═══ Provided records ═══

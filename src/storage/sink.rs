//! Append-only CSV result file.
//!
//! The header row is written when the file is created (or found empty);
//! later runs only append rows, and only under a matching header. A single
//! writer per file is assumed.

use std::fs::{self, OpenOptions};
use std::path::{Path, PathBuf};

use tracing::debug;

use super::model::{FullRow, MeasurementRecord, OutputSchema, SimpleRow};
use crate::error::MeasureError;

/// Persistent tabular store for measurement records.
#[derive(Debug, Clone)]
pub struct ResultSink {
    path: PathBuf,
    schema: OutputSchema,
}

impl ResultSink {
    pub fn new(path: impl Into<PathBuf>, schema: OutputSchema) -> Self {
        Self {
            path: path.into(),
            schema,
        }
    }

    pub fn path(&self) -> &Path {
        &self.path
    }

    pub fn schema(&self) -> OutputSchema {
        self.schema
    }

    /// Appends one record, writing the header first if the file is new.
    ///
    /// Fails without writing if the file already starts with the header of
    /// another schema.
    pub fn append(&self, record: &MeasurementRecord) -> Result<(), MeasureError> {
        let write_header = fs::metadata(&self.path)
            .map(|m| m.len() == 0)
            .unwrap_or(true);
        if !write_header {
            self.check_header()?;
        }

        let file = OpenOptions::new()
            .create(true)
            .append(true)
            .open(&self.path)
            .map_err(|e| self.error(e))?;

        let mut writer = csv::WriterBuilder::new()
            .has_headers(false)
            .from_writer(file);

        if write_header {
            debug!(path = %self.path.display(), "writing result header");
            writer
                .write_record(self.schema.header())
                .map_err(|e| self.error(e))?;
        }

        let written = match self.schema {
            OutputSchema::Full => writer.serialize(FullRow::from(record)),
            OutputSchema::Simple => writer.serialize(SimpleRow::from(record)),
        };
        written.map_err(|e| self.error(e))?;

        writer.flush().map_err(|e| self.error(e))
    }

    fn check_header(&self) -> Result<(), MeasureError> {
        let mut reader = csv::ReaderBuilder::new()
            .has_headers(false)
            .from_path(&self.path)
            .map_err(|e| self.error(e))?;

        let mut existing = csv::StringRecord::new();
        reader
            .read_record(&mut existing)
            .map_err(|e| self.error(e))?;

        let expected = self.schema.header();
        if existing.iter().ne(expected.iter().copied()) {
            return Err(self.error(format!(
                "existing header '{}' does not match the {:?} layout '{}'",
                existing.iter().collect::<Vec<_>>().join(","),
                self.schema,
                expected.join(",")
            )));
        }
        Ok(())
    }

    fn error(&self, reason: impl ToString) -> MeasureError {
        MeasureError::Sink {
            path: self.path.clone(),
            reason: reason.to_string(),
        }
    }
}
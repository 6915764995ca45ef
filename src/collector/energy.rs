//! Accounting reader for cumulative energy counters.
//!
//! Reads a powercap/RAPL style counter file holding a single non-negative
//! integer in microjoules, e.g. `/sys/class/powercap/intel-rapl:0/energy_uj`.

use std::path::{Path, PathBuf};
use std::time::Instant;

use tracing::debug;

use crate::collector::traits::FileSystem;
use crate::error::{MeasureError, ParseError};

/// Default counter: package 0 of the Intel RAPL powercap driver.
pub const DEFAULT_ACCOUNTING_PATH: &str = "/sys/class/powercap/intel-rapl:0/energy_uj";

/// Microjoules per joule.
pub const MICROJOULES_PER_JOULE: f64 = 1_000_000.0;

/// A single counter reading.
#[derive(Debug, Clone, Copy, PartialEq)]
pub struct EnergySample {
    /// Counter value in microjoules.
    pub value: u64,
    /// When the counter was read.
    pub timestamp: Instant,
}

/// Energy consumed between two samples.
#[derive(Debug, Clone, Copy, PartialEq)]
pub struct EnergyDelta {
    /// Consumed energy in joules, never negative.
    pub joules: f64,
    /// The end reading was below the start reading; `joules` was clamped to 0.
    pub wrapped: bool,
}

/// Parses counter file content into microjoules.
pub fn parse_counter(content: &str) -> Result<u64, ParseError> {
    let trimmed = content.trim();
    if trimmed.is_empty() {
        return Err(ParseError::new("empty counter"));
    }
    trimmed
        .parse::<u64>()
        .map_err(|_| ParseError::new(format!("invalid counter value '{}'", trimmed)))
}

/// Computes the energy between two samples.
///
/// Counter wrap (end < start) yields zero joules with `wrapped` set.
pub fn energy_delta(start: &EnergySample, end: &EnergySample) -> EnergyDelta {
    match end.value.checked_sub(start.value) {
        Some(microjoules) => EnergyDelta {
            joules: microjoules as f64 / MICROJOULES_PER_JOULE,
            wrapped: false,
        },
        None => EnergyDelta {
            joules: 0.0,
            wrapped: true,
        },
    }
}

/// Reads the cumulative energy counter from a fixed path.
pub struct EnergyCounter<F: FileSystem> {
    fs: F,
    path: PathBuf,
}

impl<F: FileSystem> EnergyCounter<F> {
    /// Creates a new counter reader.
    ///
    /// # Arguments
    /// * `fs` - Filesystem implementation (real or mock)
    /// * `path` - Counter file, usually [`DEFAULT_ACCOUNTING_PATH`]
    pub fn new(fs: F, path: impl Into<PathBuf>) -> Self {
        Self {
            fs,
            path: path.into(),
        }
    }

    /// Path of the counter file.
    pub fn path(&self) -> &Path {
        &self.path
    }

    /// Whether the counter file is present.
    pub fn is_available(&self) -> bool {
        self.fs.exists(&self.path)
    }

    /// Reads the current counter value.
    pub fn read(&self) -> Result<EnergySample, MeasureError> {
        let content = self
            .fs
            .read_to_string(&self.path)
            .map_err(|e| MeasureError::accounting(&self.path, e))?;
        let value = parse_counter(&content).map_err(|e| MeasureError::accounting(&self.path, e.message))?;
        debug!(path = %self.path.display(), value, "read energy counter");

        Ok(EnergySample {
            value,
            timestamp: Instant::now(),
        })
    }
}

#[cfg(test)]
mod tests {
    use super::*;
    use crate::collector::mock::MockFs;

    fn sample(value: u64) -> EnergySample {
        EnergySample {
            value,
            timestamp: Instant::now(),
        }
    }

    #[test]
    fn test_parse_counter() {
        assert_eq!(parse_counter("123456789\n"), Ok(123456789));
        assert_eq!(parse_counter("  42  "), Ok(42));
    }

    #[test]
    fn test_parse_counter_rejects_garbage() {
        assert!(parse_counter("").is_err());
        assert!(parse_counter("-5").is_err());
        assert!(parse_counter("12.5").is_err());
        assert!(parse_counter("abc").is_err());
    }

    #[test]
    fn test_energy_delta_converts_to_joules() {
        let delta = energy_delta(&sample(1_000_000), &sample(3_500_000));
        assert_eq!(delta.joules, 2.5);
        assert!(!delta.wrapped);
    }

    #[test]
    fn test_energy_delta_exact_for_many_pairs() {
        for (start, end) in [(0u64, 0u64), (0, 1), (7, 1_000_007), (u64::MAX - 10, u64::MAX)] {
            let delta = energy_delta(&sample(start), &sample(end));
            assert_eq!(delta.joules, (end - start) as f64 / 1_000_000.0);
            assert!(!delta.wrapped);
        }
    }

    #[test]
    fn test_energy_delta_wrap_clamps_to_zero() {
        let delta = energy_delta(&sample(5_000_000), &sample(100));
        assert_eq!(delta.joules, 0.0);
        assert!(delta.wrapped);
    }

    #[test]
    fn test_read_counter() {
        let mut fs = MockFs::new();
        fs.add_file(DEFAULT_ACCOUNTING_PATH, "987654\n");
        let counter = EnergyCounter::new(fs, DEFAULT_ACCOUNTING_PATH);

        assert!(counter.is_available());
        assert_eq!(counter.read().unwrap().value, 987654);
    }

    #[test]
    fn test_read_missing_counter_is_unavailable() {
        let counter = EnergyCounter::new(MockFs::new(), DEFAULT_ACCOUNTING_PATH);

        assert!(!counter.is_available());
        assert!(matches!(
            counter.read(),
            Err(MeasureError::AccountingUnavailable { .. })
        ));
    }

    #[test]
    fn test_read_non_numeric_counter_is_unavailable() {
        let mut fs = MockFs::new();
        fs.add_file(DEFAULT_ACCOUNTING_PATH, "not a number\n");
        let counter = EnergyCounter::new(fs, DEFAULT_ACCOUNTING_PATH);

        match counter.read() {
            Err(MeasureError::AccountingUnavailable { path, reason }) => {
                assert_eq!(path, PathBuf::from(DEFAULT_ACCOUNTING_PATH));
                assert!(reason.contains("not a number"));
            }
            other => panic!("unexpected result: {:?}", other),
        }
    }
}
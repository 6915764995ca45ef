//! Command lines for the external accounting tool.

use crate::collector::perf::DEFAULT_ENERGY_EVENT;

/// Template for wrapping a command in `perf stat`.
#[derive(Debug, Clone, PartialEq)]
pub struct ToolInvocation {
    /// Tool binary, `perf` by default.
    pub program: String,
    /// Energy event passed with `-e`.
    pub energy_event: String,
    /// Additional events, e.g. `duration_time` for machine CSV mode.
    pub extra_events: Vec<String>,
    /// Emit machine CSV (`-x,`) instead of the human-readable report.
    pub machine_csv: bool,
    /// Count system wide (`-a`); RAPL events are only available this way.
    pub system_wide: bool,
}

impl Default for ToolInvocation {
    fn default() -> Self {
        Self {
            program: "perf".to_string(),
            energy_event: DEFAULT_ENERGY_EVENT.to_string(),
            extra_events: Vec::new(),
            machine_csv: false,
            system_wide: true,
        }
    }
}

impl ToolInvocation {
    /// Machine CSV template that also asks perf for wall, user and system time.
    pub fn machine_csv() -> Self {
        Self {
            machine_csv: true,
            extra_events: vec![
                "duration_time".to_string(),
                "user_time".to_string(),
                "system_time".to_string(),
            ],
            ..Self::default()
        }
    }

    /// Builds the shell command line measuring `command`.
    ///
    /// The target is handed to a nested `sh -c` so it keeps its own shell
    /// syntax; it is single-quoted for the outer shell.
    pub fn command_line(&self, command: &str) -> String {
        let mut events = vec![self.energy_event.as_str()];
        events.extend(self.extra_events.iter().map(String::as_str));

        let mut parts = vec![shell_quote(&self.program), "stat".to_string()];
        if self.system_wide {
            parts.push("-a".to_string());
        }
        parts.push("-e".to_string());
        parts.push(shell_quote(&events.join(",")));
        if self.machine_csv {
            parts.push("-x,".to_string());
        }
        parts.push("sh".to_string());
        parts.push("-c".to_string());
        parts.push(shell_quote(command));
        parts.join(" ")
    }
}

/// Quotes a word for a POSIX shell.
///
/// Words made only of safe characters are returned unchanged.
pub fn shell_quote(word: &str) -> String {
    let safe = !word.is_empty()
        && word
            .chars()
            .all(|c| c.is_ascii_alphanumeric() || "-_./:=@%+,".contains(c));
    if safe {
        return word.to_string();
    }
    format!("'{}'", word.replace('\'', r"'\''"))
}
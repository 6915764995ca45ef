//! Infrastructure errors that abort a measurement.
//!
//! Telemetry gaps are not errors: they are reported as
//! [`MeasureWarning`](crate::measure::MeasureWarning) values alongside a
//! complete record.

use std::io;
use std::path::PathBuf;

/// Error type for parsing an accounting counter.
#[derive(Debug, Clone, PartialEq)]
pub struct ParseError {
    pub message: String,
}

impl ParseError {
    pub fn new(msg: impl Into<String>) -> Self {
        Self {
            message: msg.into(),
        }
    }
}

impl std::fmt::Display for ParseError {
    fn fmt(&self, f: &mut std::fmt::Formatter<'_>) -> std::fmt::Result {
        write!(f, "Parse error: {}", self.message)
    }
}

impl std::error::Error for ParseError {}

/// Fatal failures of the measurement infrastructure.
#[derive(Debug)]
pub enum MeasureError {
    /// Counter path missing, unreadable or not a non-negative integer.
    AccountingUnavailable { path: PathBuf, reason: String },
    /// The measured command or the accounting tool could not be started.
    ProcessSpawn { command: String, source: io::Error },
    /// The result row could not be written.
    Sink { path: PathBuf, reason: String },
}

impl MeasureError {
    pub(crate) fn accounting(path: impl Into<PathBuf>, reason: impl ToString) -> Self {
        MeasureError::AccountingUnavailable {
            path: path.into(),
            reason: reason.to_string(),
        }
    }
}

impl std::fmt::Display for MeasureError {
    fn fmt(&self, f: &mut std::fmt::Formatter<'_>) -> std::fmt::Result {
        match self {
            MeasureError::AccountingUnavailable { path, reason } => {
                write!(f, "accounting counter {} unavailable: {}", path.display(), reason)
            }
            MeasureError::ProcessSpawn { command, source } => {
                write!(f, "failed to start '{}': {}", command, source)
            }
            MeasureError::Sink { path, reason } => {
                write!(f, "failed to write results to {}: {}", path.display(), reason)
            }
        }
    }
}

impl std::error::Error for MeasureError {
    fn source(&self) -> Option<&(dyn std::error::Error + 'static)> {
        match self {
            MeasureError::ProcessSpawn { source, .. } => Some(source),
            _ => None,
        }
    }
}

═══

Copying word for word, give each line of the data above from the first one through the line containing "pub fn append(&self, record: &MeasurementRecord)", and nothing else.

filename src/storage/sink.rs
//! Append-only CSV result file.
//!
//! The header row is written when the file is created (or found empty);
//! later runs only append rows, and only under a matching header. A single
//! writer per file is assumed.

use std::fs::{self, OpenOptions};
use std::path::{Path, PathBuf};

use tracing::debug;

use super::model::{FullRow, MeasurementRecord, OutputSchema, SimpleRow};
use crate::error::MeasureError;

/// Persistent tabular store for measurement records.
#[derive(Debug, Clone)]
pub struct ResultSink {
    path: PathBuf,
    schema: OutputSchema,
}

impl ResultSink {
    pub fn new(path: impl Into<PathBuf>, schema: OutputSchema) -> Self {
        Self {
            path: path.into(),
            schema,
        }
    }

    pub fn path(&self) -> &Path {
        &self.path
    }

    pub fn schema(&self) -> OutputSchema {
        self.schema
    }

    /// Appends one record, writing the header first if the file is new.
    ///
    /// Fails without writing if the file already starts with the header of
    /// another schema.
    pub fn append(&self, record: &MeasurementRecord) -> Result<(), MeasureError> {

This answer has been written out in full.